Presence of Liver Steatosis Is Associated With Greater Diabetes Remission After Gastric Bypass Surgery
Research design and methods: A total of 519 patients with T2DM who underwent Roux-en-Y gastric bypass and simultaneous liver biopsy and had a minimum 5-year follow-up were analyzed to assess the independent association between biopsy-proven liver steatosis and postoperative long-term diabetes remission (glycated hemoglobin < 6.5% off medications).
Results: Of the 407 patients with biopsy-proven liver steatosis, long-term diabetes remission was achieved in 211 (52%) patients, compared with 44/112 (39%) remission in patients without steatosis (P=0.027). In multivariable analysis, presence of liver steatosis was an independent predictor of long-term diabetes remission (odds ratio 1.96, [95% confidence interval 1.04 – 3.72], P=0.038). Hepatocyte ballooning, lobular inflammation, or fibrosis at baseline did not predict diabetes remission.

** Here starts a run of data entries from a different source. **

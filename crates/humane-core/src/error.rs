//! Core error types for humane-core.
//!
//! This module defines the error hierarchy using thiserror. The status
//! engine and aggregation layer never return these; they degrade to
//! defaults instead. Stores, configuration and the sign-in protocol do.

use std::path::PathBuf;
use thiserror::Error;

/// Core error type for humane-core.
#[derive(Error, Debug)]
pub enum CoreError {
    /// Malformed habit or entry input
    #[error("Validation error: {0}")]
    Validation(#[from] ValidationError),

    /// Operation on an id the store does not know
    #[error("{kind} not found: {id}")]
    NotFound { kind: &'static str, id: String },

    /// Persistence failures
    #[error("Store error: {0}")]
    Store(#[from] StoreError),

    /// Failure while sequencing an abandon/merge during sign-in
    #[error("Reconciliation error: {0}")]
    Reconciliation(String),

    /// Login call failure
    #[error("Authentication error: {0}")]
    Auth(#[from] AuthError),

    /// Configuration-related errors
    #[error("Configuration error: {0}")]
    Config(#[from] ConfigError),

    /// IO errors
    #[error("IO error: {0}")]
    Io(#[from] std::io::Error),

    /// Serialization/deserialization errors
    #[error("JSON error: {0}")]
    Json(#[from] serde_json::Error),
}

impl CoreError {
    pub fn habit_not_found(id: impl Into<String>) -> Self {
        CoreError::NotFound {
            kind: "Habit",
            id: id.into(),
        }
    }

    pub fn entry_not_found(id: impl Into<String>) -> Self {
        CoreError::NotFound {
            kind: "Entry",
            id: id.into(),
        }
    }
}

/// Persistence-layer errors.
#[derive(Error, Debug)]
pub enum StoreError {
    /// Failed to open database connection
    #[error("Failed to open database at {path}: {source}")]
    OpenFailed {
        path: PathBuf,
        #[source]
        source: rusqlite::Error,
    },

    /// Query execution failed
    #[error("Query failed: {0}")]
    QueryFailed(String),

    /// Migration failed
    #[error("Database migration failed: {0}")]
    MigrationFailed(String),

    /// Database is locked by another writer
    #[error("Database is locked")]
    Locked,

    /// Stored row could not be decoded
    #[error("Corrupt row in {table}: {message}")]
    Corrupt { table: &'static str, message: String },

    /// Backend unavailable (used by non-SQLite stores)
    #[error("Store unavailable: {0}")]
    Unavailable(String),
}

/// Configuration-specific errors.
#[derive(Error, Debug)]
pub enum ConfigError {
    /// Failed to load configuration
    #[error("Failed to load configuration from {path}: {message}")]
    LoadFailed { path: PathBuf, message: String },

    /// Failed to save configuration
    #[error("Failed to save configuration to {path}: {message}")]
    SaveFailed { path: PathBuf, message: String },

    /// Unknown dotted key
    #[error("Unknown configuration key: {0}")]
    UnknownKey(String),

    /// Invalid configuration value
    #[error("Invalid configuration value for '{key}': {message}")]
    InvalidValue { key: String, message: String },

    /// No usable data directory
    #[error("Cannot determine data directory: {0}")]
    NoDataDir(String),
}

/// Authentication errors raised by an [`Authenticator`](crate::reconcile::Authenticator).
#[derive(Error, Debug, Clone, PartialEq, Eq)]
pub enum AuthError {
    /// Login was attempted and rejected
    #[error("Login failed: {0}")]
    LoginFailed(String),

    /// Remote endpoint could not be reached
    #[error("Sync endpoint unreachable: {0}")]
    Unreachable(String),
}

/// Validation errors.
#[derive(Error, Debug, Clone, PartialEq)]
pub enum ValidationError {
    /// Required string field is blank
    #[error("'{0}' must not be empty")]
    Empty(&'static str),

    /// Weekly target outside 1..=7
    #[error("target_per_week must be between 1 and 7, got {0}")]
    TargetOutOfRange(i64),

    /// Unknown category name
    #[error("Unknown category '{0}' (expected one of: mobility, connection, balance, joy, strength)")]
    UnknownCategory(String),

    /// Entry value outside the cycle domain
    #[error("Entry value {0} is not storable (must be > 0 and <= 5)")]
    InvalidEntryValue(f64),

    /// Date string could not be parsed
    #[error("Invalid date '{0}' (expected YYYY-MM-DD)")]
    InvalidDate(String),

    /// Invalid value
    #[error("Invalid value for '{field}': {message}")]
    InvalidValue { field: String, message: String },
}

impl From<rusqlite::Error> for StoreError {
    fn from(err: rusqlite::Error) -> Self {
        match &err {
            rusqlite::Error::SqliteFailure(inner, _msg) => {
                if inner.code == rusqlite::ErrorCode::DatabaseLocked
                    || inner.code == rusqlite::ErrorCode::DatabaseBusy
                {
                    StoreError::Locked
                } else {
                    StoreError::QueryFailed(err.to_string())
                }
            }
            _ => StoreError::QueryFailed(err.to_string()),
        }
    }
}

impl From<rusqlite::Error> for CoreError {
    fn from(err: rusqlite::Error) -> Self {
        CoreError::Store(StoreError::from(err))
    }
}

/// Result type alias for CoreError
pub type Result<T, E = CoreError> = std::result::Result<T, E>;

#[cfg(test)]
mod tests {
    use super::*;

    #[test]
    fn not_found_message_names_kind_and_id() {
        let err = CoreError::habit_not_found("h-1");
        assert_eq!(err.to_string(), "Habit not found: h-1");
        let err = CoreError::entry_not_found("e-9");
        assert_eq!(err.to_string(), "Entry not found: e-9");
    }

    #[test]
    fn validation_converts_into_core_error() {
        let err: CoreError = ValidationError::Empty("user_id").into();
        assert!(matches!(err, CoreError::Validation(ValidationError::Empty("user_id"))));
        assert_eq!(err.to_string(), "Validation error: 'user_id' must not be empty");
    }

    #[test]
    fn query_errors_map_to_query_failed() {
        let err = StoreError::from(rusqlite::Error::QueryReturnedNoRows);
        assert!(matches!(err, StoreError::QueryFailed(_)));
    }
}
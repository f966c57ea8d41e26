//! Default habit set for new users.

use super::{validate_user_id, Category, NewHabit};
use crate::error::Result;
use crate::storage::HabitStore;

/// A habit created by [`seed_defaults`].
#[derive(Debug, Clone, Copy, PartialEq, Eq)]
pub struct DefaultHabit {
    pub name: &'static str,
    pub category: Category,
    pub target_per_week: u8,
}

const DEFAULTS: &[DefaultHabit] = &[
    DefaultHabit { name: "Stretching", category: Category::Mobility, target_per_week: 5 },
    DefaultHabit { name: "Walk", category: Category::Mobility, target_per_week: 5 },
    DefaultHabit { name: "Yoga", category: Category::Mobility, target_per_week: 2 },
    DefaultHabit { name: "Call a friend", category: Category::Connection, target_per_week: 2 },
    DefaultHabit { name: "Family time", category: Category::Connection, target_per_week: 3 },
    DefaultHabit { name: "Meditation", category: Category::Balance, target_per_week: 5 },
    DefaultHabit { name: "Journal", category: Category::Balance, target_per_week: 3 },
    DefaultHabit { name: "Play music", category: Category::Joy, target_per_week: 2 },
    DefaultHabit { name: "Read for fun", category: Category::Joy, target_per_week: 3 },
    DefaultHabit { name: "Push-ups", category: Category::Strength, target_per_week: 3 },
    DefaultHabit { name: "Core work", category: Category::Strength, target_per_week: 3 },
];

pub fn default_habits() -> &'static [DefaultHabit] {
    DEFAULTS
}

/// Nonce used for a seeded habit, so a replayed seed cannot duplicate it.
pub fn seed_nonce(name: &str) -> String {
    format!("seed:{name}")
}

/// Create the default habit set for `user_id` if the user has no habits.
///
/// Returns how many habits were created.
pub fn seed_defaults(habits: &dyn HabitStore, user_id: &str) -> Result<usize> {
    validate_user_id(user_id)?;
    let existing = habits.count_by_user_id(user_id)?;
    if existing > 0 {
        tracing::debug!(user_id, existing, "user already has habits, skipping seed");
        return Ok(0);
    }

    for default in DEFAULTS {
        let new = NewHabit::new(user_id, default.name, default.category, default.target_per_week)
            .with_nonce(seed_nonce(default.name));
        habits.create(new)?;
    }
    tracing::info!(user_id, count = DEFAULTS.len(), "seeded default habits");
    Ok(DEFAULTS.len())
}
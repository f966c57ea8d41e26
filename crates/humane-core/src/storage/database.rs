//! SQLite-backed habit and entry storage.
//!
//! Provides persistent storage for:
//! - Habit definitions, partitioned by user id
//! - Daily entries, at most one per habit and day
//!
//! A single [`SqliteStore`] implements both [`HabitStore`] and [`EntryStore`].
//! When constructed with a [`ChangeFeed`] every mutation is published to it.

use std::path::Path;

use chrono::{DateTime, NaiveDate, Utc};
use rusqlite::{params, Connection, OptionalExtension, Row};
use uuid::Uuid;

use super::migrations;
use super::store::{EntryStore, HabitStore};
use super::data_dir;
use crate::error::{CoreError, Result, StoreError, ValidationError};
use crate::events::{ChangeFeed, StoreChange};
use crate::habit::{validate_entry_value, Category, Entry, Habit, HabitPatch, NewEntry, NewHabit};

const DAY_FORMAT: &str = "%Y-%m-%d";

const HABIT_COLUMNS: &str =
    "id, user_id, name, category, target_per_week, creation_nonce, parent_id, created_at, updated_at";
const ENTRY_COLUMNS: &str = "id, habit_id, user_id, date, value, created_at";

/// Habit row as stored, before decoding enums and timestamps.
struct HabitRow {
    id: String,
    user_id: String,
    name: String,
    category: String,
    target_per_week: i64,
    creation_nonce: Option<String>,
    parent_id: Option<String>,
    created_at: String,
    updated_at: String,
}

impl HabitRow {
    fn read(row: &Row<'_>) -> rusqlite::Result<Self> {
        Ok(Self {
            id: row.get(0)?,
            user_id: row.get(1)?,
            name: row.get(2)?,
            category: row.get(3)?,
            target_per_week: row.get(4)?,
            creation_nonce: row.get(5)?,
            parent_id: row.get(6)?,
            created_at: row.get(7)?,
            updated_at: row.get(8)?,
        })
    }

    fn decode(self) -> Result<Habit> {
        let category: Category = self
            .category
            .parse()
            .map_err(|_| corrupt("habits", format!("unknown category '{}'", self.category)))?;
        let target_per_week = u8::try_from(self.target_per_week)
            .map_err(|_| corrupt("habits", format!("bad target {}", self.target_per_week)))?;
        Ok(Habit {
            id: self.id,
            user_id: self.user_id,
            name: self.name,
            category,
            target_per_week,
            creation_nonce: self.creation_nonce,
            parent_id: self.parent_id,
            created_at: parse_timestamp("habits", &self.created_at)?,
            updated_at: parse_timestamp("habits", &self.updated_at)?,
        })
    }
}

struct EntryRow {
    id: String,
    habit_id: String,
    user_id: String,
    date: String,
    value: f64,
    created_at: String,
}

impl EntryRow {
    fn read(row: &Row<'_>) -> rusqlite::Result<Self> {
        Ok(Self {
            id: row.get(0)?,
            habit_id: row.get(1)?,
            user_id: row.get(2)?,
            date: row.get(3)?,
            value: row.get(4)?,
            created_at: row.get(5)?,
        })
    }

    fn decode(self) -> Result<Entry> {
        let date = NaiveDate::parse_from_str(&self.date, DAY_FORMAT)
            .map_err(|e| corrupt("entries", format!("bad date '{}': {e}", self.date)))?;
        Ok(Entry {
            id: self.id,
            habit_id: self.habit_id,
            user_id: self.user_id,
            date,
            value: self.value,
            created_at: parse_timestamp("entries", &self.created_at)?,
        })
    }
}

fn corrupt(table: &'static str, message: String) -> CoreError {
    CoreError::Store(StoreError::Corrupt { table, message })
}

fn parse_timestamp(table: &'static str, s: &str) -> Result<DateTime<Utc>> {
    DateTime::parse_from_rfc3339(s)
        .map(|dt| dt.with_timezone(&Utc))
        .map_err(|e| corrupt(table, format!("bad timestamp '{s}': {e}")))
}
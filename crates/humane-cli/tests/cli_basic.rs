//! Basic CLI E2E tests.
//!
//! Each test runs the built binary against its own data directory.

use std::io::Write;
use std::path::Path;
use std::process::{Command, Stdio};

use tempfile::TempDir;

/// Run a CLI command and return (stdout, stderr, exit code).
fn run_cli_with_input(dir: &Path, args: &[&str], input: &str) -> (String, String, i32) {
    let mut child = Command::new(env!("CARGO_BIN_EXE_humane"))
        .args(args)
        .env("HUMANE_DATA_DIR", dir)
        .env_remove("HUMANE_LOG")
        .stdin(Stdio::piped())
        .stdout(Stdio::piped())
        .stderr(Stdio::piped())
        .spawn()
        .expect("Failed to execute CLI command");
    child
        .stdin
        .take()
        .unwrap()
        .write_all(input.as_bytes())
        .unwrap();
    let output = child.wait_with_output().unwrap();

    let stdout = String::from_utf8_lossy(&output.stdout).to_string();
    let stderr = String::from_utf8_lossy(&output.stderr).to_string();
    let code = output.status.code().unwrap_or(-1);

    (stdout, stderr, code)
}

fn run_cli(dir: &Path, args: &[&str]) -> (String, String, i32) {
    run_cli_with_input(dir, args, "")
}

fn run_cli_success(dir: &Path, args: &[&str]) -> String {
    let (stdout, stderr, code) = run_cli(dir, args);
    assert_eq!(code, 0, "CLI command failed: {args:?}\n{stderr}");
    stdout
}

fn run_json(dir: &Path, args: &[&str]) -> serde_json::Value {
    serde_json::from_str(&run_cli_success(dir, args)).expect("Failed to parse JSON output")
}

fn add_habit(dir: &Path, name: &str, category: &str, target: &str) -> String {
    let out = run_cli_success(
        dir,
        &["habit", "add", name, "--category", category, "--target", target],
    );
    out.lines()
        .next()
        .and_then(|l| l.strip_prefix("Habit created: "))
        .expect("missing habit id")
        .to_string()
}

#[test]
fn test_habit_add_and_list() {
    let dir = TempDir::new().unwrap();
    let id = add_habit(dir.path(), "Walk", "mobility", "3");

    let habits = run_json(dir.path(), &["habit", "list", "--json"]);
    let habits = habits.as_array().unwrap();
    assert_eq!(habits.len(), 1);
    assert_eq!(habits[0]["id"], id.as_str());
    assert_eq!(habits[0]["category"], "mobility");
    assert_eq!(habits[0]["user_id"], "anonymous");
}

#[test]
fn test_habit_add_rejects_bad_input() {
    let dir = TempDir::new().unwrap();
    let (_, _, code) = run_cli(dir.path(), &["habit", "add", "Walk", "--category", "fitness"]);
    assert_ne!(code, 0);
    let (_, stderr, code) = run_cli(
        dir.path(),
        &["habit", "add", "Walk", "--category", "joy", "--target", "9"],
    );
    assert_ne!(code, 0);
    assert!(stderr.contains("error:"), "{stderr}");
}

#[test]
fn test_habit_add_with_nonce_is_idempotent() {
    let dir = TempDir::new().unwrap();
    let args = ["habit", "add", "Yoga", "--category", "mobility", "--nonce", "n-1"];
    let first = run_cli_success(dir.path(), &args);
    let second = run_cli_success(dir.path(), &args);
    assert_eq!(first.lines().next(), second.lines().next());
    let habits = run_json(dir.path(), &["habit", "list", "--json"]);
    assert_eq!(habits.as_array().unwrap().len(), 1);
}

#[test]
fn test_habit_update_and_rm() {
    let dir = TempDir::new().unwrap();
    let id = add_habit(dir.path(), "Walk", "mobility", "3");
    run_cli_success(dir.path(), &["habit", "update", &id, "--name", "Long walk", "--target", "4"]);
    let habits = run_json(dir.path(), &["habit", "list", "--json"]);
    assert_eq!(habits[0]["name"], "Long walk");
    assert_eq!(habits[0]["target_per_week"], 4);

    let out = run_cli_success(dir.path(), &["habit", "rm", &id]);
    assert!(out.contains("Habit deleted"));
    let habits = run_json(dir.path(), &["habit", "list", "--json"]);
    assert!(habits.as_array().unwrap().is_empty());
}

#[test]
fn test_seed_then_status() {
    let dir = TempDir::new().unwrap();
    let out = run_cli_success(dir.path(), &["habit", "seed"]);
    assert!(out.starts_with("Seeded"));
    let out = run_cli_success(dir.path(), &["habit", "seed"]);
    assert!(out.contains("nothing seeded"));

    let dash = run_json(dir.path(), &["status", "--date", "2025-11-24", "--json"]);
    assert_eq!(dash["sections"].as_array().unwrap().len(), 5);
    assert_eq!(dash["sections"][0]["category"], "mobility");
    assert_eq!(dash["summary"]["total"], 11);

    let text = run_cli_success(dir.path(), &["status", "--date", "2025-11-24"]);
    assert!(text.contains("Week of 2025-11-24"));
    assert!(text.contains("Mobility"));
}

#[test]
fn test_entry_cycle() {
    let dir = TempDir::new().unwrap();
    let id = add_habit(dir.path(), "Walk", "mobility", "3");

    let out = run_cli_success(dir.path(), &["entry", "cycle", &id]);
    assert!(out.contains("none -> 1"), "{out}");
    let out = run_cli_success(dir.path(), &["entry", "cycle", &id]);
    assert!(out.contains("1 -> 2"), "{out}");

    let entries = run_json(dir.path(), &["entry", "list", "--json"]);
    assert_eq!(entries.as_array().unwrap().len(), 1);
    assert_eq!(entries[0]["value"], 2.0);
}

#[test]
fn test_entry_cycle_historical_needs_confirmation() {
    let dir = TempDir::new().unwrap();
    let id = add_habit(dir.path(), "Walk", "mobility", "3");

    let (stdout, _, code) =
        run_cli_with_input(dir.path(), &["entry", "cycle", &id, "--date", "2020-01-06"], "n\n");
    assert_eq!(code, 0);
    assert!(stdout.contains("unchanged"), "{stdout}");

    let (stdout, _, code) =
        run_cli_with_input(dir.path(), &["entry", "cycle", &id, "--date", "2020-01-06"], "y\n");
    assert_eq!(code, 0);
    assert!(stdout.contains("none -> 1"), "{stdout}");

    let out = run_cli_success(dir.path(), &["entry", "cycle", &id, "--date", "2020-01-06", "--yes"]);
    assert!(out.contains("1 -> 2"), "{out}");
}

#[test]
fn test_entry_cycle_unknown_habit_fails() {
    let dir = TempDir::new().unwrap();
    let (_, stderr, code) = run_cli(dir.path(), &["entry", "cycle", "missing"]);
    assert_ne!(code, 0);
    assert!(stderr.contains("not found"), "{stderr}");
}

#[test]
fn test_signin_abandon_and_signout() {
    let dir = TempDir::new().unwrap();
    add_habit(dir.path(), "Walk", "mobility", "3");

    let out = run_cli_success(dir.path(), &["signin", "alice", "--choice", "abandon"]);
    assert!(out.contains("Removed 1 local habits"), "{out}");
    assert!(out.contains("Signed in as alice"));
    assert_eq!(run_cli_success(dir.path(), &["config", "get", "session.user_id"]).trim(), "alice");
    let habits = run_json(dir.path(), &["habit", "list", "--json"]);
    assert!(habits.as_array().unwrap().is_empty());

    run_cli_success(dir.path(), &["signout"]);
    let habits = run_json(dir.path(), &["habit", "list", "--json"]);
    assert!(habits.as_array().unwrap().is_empty());
}

#[test]
fn test_signin_merge_copies_local_data() {
    let dir = TempDir::new().unwrap();
    let id = add_habit(dir.path(), "Walk", "mobility", "3");
    run_cli_success(dir.path(), &["entry", "cycle", &id]);

    let (stdout, _, code) = run_cli_with_input(dir.path(), &["signin", "bob"], "m\n");
    assert_eq!(code, 0);
    assert!(stdout.contains("Merged 1 habits and 1 entries"), "{stdout}");
    let habits = run_json(dir.path(), &["habit", "list", "--json"]);
    assert_eq!(habits[0]["user_id"], "bob");
    assert_eq!(habits[0]["name"], "Walk");
}

#[test]
fn test_signin_cancel_on_eof() {
    let dir = TempDir::new().unwrap();
    add_habit(dir.path(), "Walk", "mobility", "3");

    let (stdout, _, code) = run_cli_with_input(dir.path(), &["signin", "carol"], "");
    assert_eq!(code, 0);
    assert!(stdout.contains("cancelled"), "{stdout}");
    assert_eq!(run_cli_success(dir.path(), &["config", "get", "session.user_id"]).trim(), "null");
}

#[test]
fn test_signin_as_anonymous_fails() {
    let dir = TempDir::new().unwrap();
    let (_, stderr, code) = run_cli(dir.path(), &["signin", "anonymous"]);
    assert_ne!(code, 0);
    assert!(stderr.contains("not a valid account"), "{stderr}");
}

#[test]
fn test_config_set_and_toggle() {
    let dir = TempDir::new().unwrap();
    run_cli_success(dir.path(), &["config", "set", "tracker.confirm_historical_edits", "false"]);
    assert_eq!(
        run_cli_success(dir.path(), &["config", "get", "tracker.confirm_historical_edits"]).trim(),
        "false"
    );
    let out = run_cli_success(dir.path(), &["config", "toggle-section", "joy"]);
    assert_eq!(out.trim(), "Joy & Play collapsed");
    let out = run_cli_success(dir.path(), &["config", "toggle-section", "joy"]);
    assert_eq!(out.trim(), "Joy & Play expanded");
    let (_, _, code) = run_cli(dir.path(), &["config", "get", "tracker.nope"]);
    assert_ne!(code, 0);
}

#[test]
fn test_backup_merge_and_import() {
    let dir = TempDir::new().unwrap();
    let file = dir.path().join("backup.json");
    std::fs::write(
        &file,
        r#"{
            "version": 1,
            "habits": [
                {"id": "tgu", "name": "TGU", "category": "strength", "targetPerWeek": 3},
                {"id": "tgu-l", "name": "TGU-L", "category": "strength", "targetPerWeek": 2}
            ],
            "entries": [
                {"id": "e1", "habitId": "tgu", "date": "2025-11-28", "value": 2},
                {"id": "e2", "habitId": "tgu-l", "date": "2025-11-28", "value": 4},
                {"id": "e3", "habitId": "tgu-l", "date": "2025-11-26", "value": 1}
            ]
        }"#,
    )
    .unwrap();

    let stats = run_json(dir.path(), &["backup", "list", file.to_str().unwrap(), "--json"]);
    assert_eq!(stats[0]["category"], "strength");
    assert_eq!(stats[0]["total_target"], 5);

    let merged_file = dir.path().join("merged.json");
    run_cli_success(
        dir.path(),
        &[
            "backup",
            "merge",
            file.to_str().unwrap(),
            "--into",
            "tgu",
            "--from",
            "tgu-l",
            "-o",
            merged_file.to_str().unwrap(),
        ],
    );
    let merged: serde_json::Value =
        serde_json::from_str(&std::fs::read_to_string(&merged_file).unwrap()).unwrap();
    assert_eq!(merged["habits"].as_array().unwrap().len(), 1);
    assert_eq!(merged["entries"].as_array().unwrap().len(), 2);

    let report = run_json(dir.path(), &["backup", "import", merged_file.to_str().unwrap()]);
    assert_eq!(report["habits_created"], 1);
    assert_eq!(report["entries_written"], 2);

    let exported = run_json(dir.path(), &["backup", "export"]);
    assert_eq!(exported["habits"][0]["name"], "TGU");
    assert_eq!(exported["entries"].as_array().unwrap().len(), 2);
}

#[test]
fn test_completions() {
    let dir = TempDir::new().unwrap();
    let out = run_cli_success(dir.path(), &["completions", "bash"]);
    assert!(out.contains("humane"));
}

Conclusion: This study, for the first time, suggests that in patients with T2DM who are considering bariatric and metabolic surgery, coexistence of liver steatosis is associated with better long-term glycemic outcomes. Furthermore, our data suggest that there are different variants of T2DM wherein metabolic responses to surgical weight loss are different. A subgroup of patients whose T2DM is characterized by the presence of hepatic steatosis (presumably associated with worse IR) experience better postoperative metabolic outcomes.